Let $A \in \mathbb{R}$, $f: A \rightarrow \mathbb{R}$, and $x_0 \in A$. Then $f$ is continuous at $x_0$ $\iff$ given any monotonic sequence $\{x_n\}_{n=0}^\infty$ in $A$ with $x_n \rightarrow x_0$, we have $f(x_n) \rightarrow f(x_0)$
Here's my attempt:
"$\implies$" Suppose $f$ is continuous at $x_0$. By definition of continuity, for all sequences $\{t_n\}_{n=0}^\infty$ with $t_n \rightarrow x_0$, we have $f(t_n) \rightarrow f(x_0)$. In particular, this is true for all monotonic sequences $\{x_n\}$ in A. Hence, we're done.
"$\impliedby$" Suppose for all monotonic sequences $\{x_n\}$ in $A$ with $x_n \rightarrow x_0$, we have $f(x_n) \rightarrow f(x_0)$.
This is where I'm stuck, because I don't know how to go from monotonic sequences to all sequences. Intuitively, if we define piecewise $x_n = 1/n$ if $n$ is even and $x_n=-1/n$ if $n$ is odd, then this is a non-monotonic sequence with two monotonic subsequences $y_k = \frac{1}{2k}$ and $z_k = \frac{1}{2k+1}$ that converge to $0$, and so, by assumption, $f(y_k) \rightarrow f(0)$ and $f(z_k) \rightarrow f(0)$ so we can write up an $\epsilon - N$ proof that shows $f(x_n) \rightarrow f(0)$.

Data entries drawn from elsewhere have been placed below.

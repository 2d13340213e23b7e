//! `{package}.abi.ts` generator.

use std::path::{Path, PathBuf};

use suigen_codegen::CodeFragment;
use suigen_core::GeneratedFile;
use suigen_ir::Package;

use crate::{
    ast::{Const, Import, TypeAlias},
    bindings::{collect_tables, package_object, struct_bindings, table_metadata},
    code_file::{CodeFile, Section},
    naming,
};

/// Bindings for one package: embedded schema, struct bindings, table
/// metadata and the call-builder table.
pub struct PackageAbiTs<'a> {
    name: &'a str,
    package: &'a Package,
    abi_json: &'a str,
    generated_at: &'a str,
}

impl<'a> PackageAbiTs<'a> {
    /// `abi_json` is the module map serialized as pretty JSON.
    pub fn new(
        name: &'a str,
        package: &'a Package,
        abi_json: &'a str,
        generated_at: &'a str,
    ) -> Self {
        Self {
            name,
            package,
            abi_json,
            generated_at,
        }
    }

    fn struct_sections(&self) -> Vec<Section> {
        let bindings = struct_bindings(self.package);
        if bindings.is_empty() {
            return Vec::new();
        }

        vec![
            Section::new("Generated TypeScript interfaces")
                .items(bindings.iter().map(|b| b.interface())),
            Section::new("Generated type guards").items(bindings.iter().map(|b| b.guard())),
            Section::new("Generated parse functions").items(bindings.iter().map(|b| b.parse())),
        ]
    }

    fn package_id_section(&self) -> Section {
        let abi = naming::abi_const_name(self.name);

        Section::new("Extract packageId once at module level")
            .compact()
            .item(Const::new("packageId", format!("Object.values({})[0]?.address", abi)).private())
            .item(CodeFragment::block(
                "if (!packageId) {",
                vec![CodeFragment::line(format!(
                    "throw new Error(\"Package ID not found in {} ABI\");",
                    self.name
                ))],
                Some("}".to_string()),
            ))
    }
}

impl GeneratedFile for PackageAbiTs<'_> {
    fn path(&self, base: &Path) -> PathBuf {
        base.join(naming::abi_file_name(self.name))
    }

    fn render(&self) -> String {
        let abi = naming::abi_const_name(self.name);
        let tables = collect_tables(self.package);

        let file = CodeFile::new()
            .header(super::header(
                format!("{} package ABI definition with TypeScript interfaces", self.name),
                self.generated_at,
            ))
            .import(
                Import::new("@mysten/sui/transactions")
                    .type_only()
                    .named("Transaction")
                    .named("TransactionArgument")
                    .named("TransactionResult"),
            )
            .add(Const::new(&abi, self.abi_json).as_const())
            .add(TypeAlias::new(
                naming::modules_type_name(self.name),
                format!("typeof {}", abi),
            ));

        self.struct_sections()
            .into_iter()
            .fold(file, CodeFile::add)
            .add_opt(table_metadata(self.name, &tables))
            .add(self.package_id_section())
            .add(
                Section::new("Type-safe method-chaining API")
                    .item(package_object(self.name, self.package)),
            )
            .render()
    }
}
//! Host lifecycle hooks for container-backed extensions.
//!
//! The host drives every extension through the same three calls:
//! `on_extension_load` → `on_platform_start` → `on_platform_shutdown`.
//! Consumers query [`Extension::connection_info`] in between.

pub mod connection;
pub mod qdrant;

pub use connection::{ConnectionInfo, Protocol};
pub use qdrant::QdrantExtension;

use async_trait::async_trait;

use crate::sidecar::{Result, SidecarManager};

/// An extension the host platform can load, start and shut down.
#[async_trait]
pub trait Extension: Send + Sync {
    /// Logical extension name.
    fn name(&self) -> &str;

    /// Called once when the host loads the extension. Logging only.
    fn on_extension_load(&self);

    /// Called when the host platform starts. Failures make this extension
    /// unavailable; they are not fatal to the host.
    async fn on_platform_start(&self) -> Result<()>;

    /// Called when the host platform shuts down. Never fails.
    async fn on_platform_shutdown(&self);

    /// Endpoint description for consumers.
    fn connection_info(&self) -> ConnectionInfo;
}

/// Hook plumbing shared by every extension that runs one sidecar container.
#[derive(Debug)]
pub struct ContainerExtension {
    manager: SidecarManager,
}

impl ContainerExtension {
    pub fn new(manager: SidecarManager) -> Self {
        Self { manager }
    }

    pub fn manager(&self) -> &SidecarManager {
        &self.manager
    }

    pub fn into_manager(self) -> SidecarManager {
        self.manager
    }

    pub fn name(&self) -> &str {
        self.manager.name()
    }

    pub fn load(&self) {
        tracing::info!("Loading {} extension", self.name());
    }

    pub async fn start(&self) -> Result<()> {
        tracing::info!(
            "Starting {} extension - launching container",
            self.name()
        );
        self.manager.start().await
    }

    pub async fn shutdown(&self) {
        tracing::info!("Shutting down {} extension", self.name());
        self.manager.stop().await;
    }
}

But is it generally true that all convergent sequences can be broken down to convergent monotonic subsequences? How do I make this rigorous?
Thanks!
Edit: Definition of convergence
$(a_n)$ is said to converge to $l \in \mathbb{R}$, if $\forall \epsilon >0$, $\exists N \in \mathbb{N}$ s.t. $n \geq N \implies |a_n -l| < \epsilon$.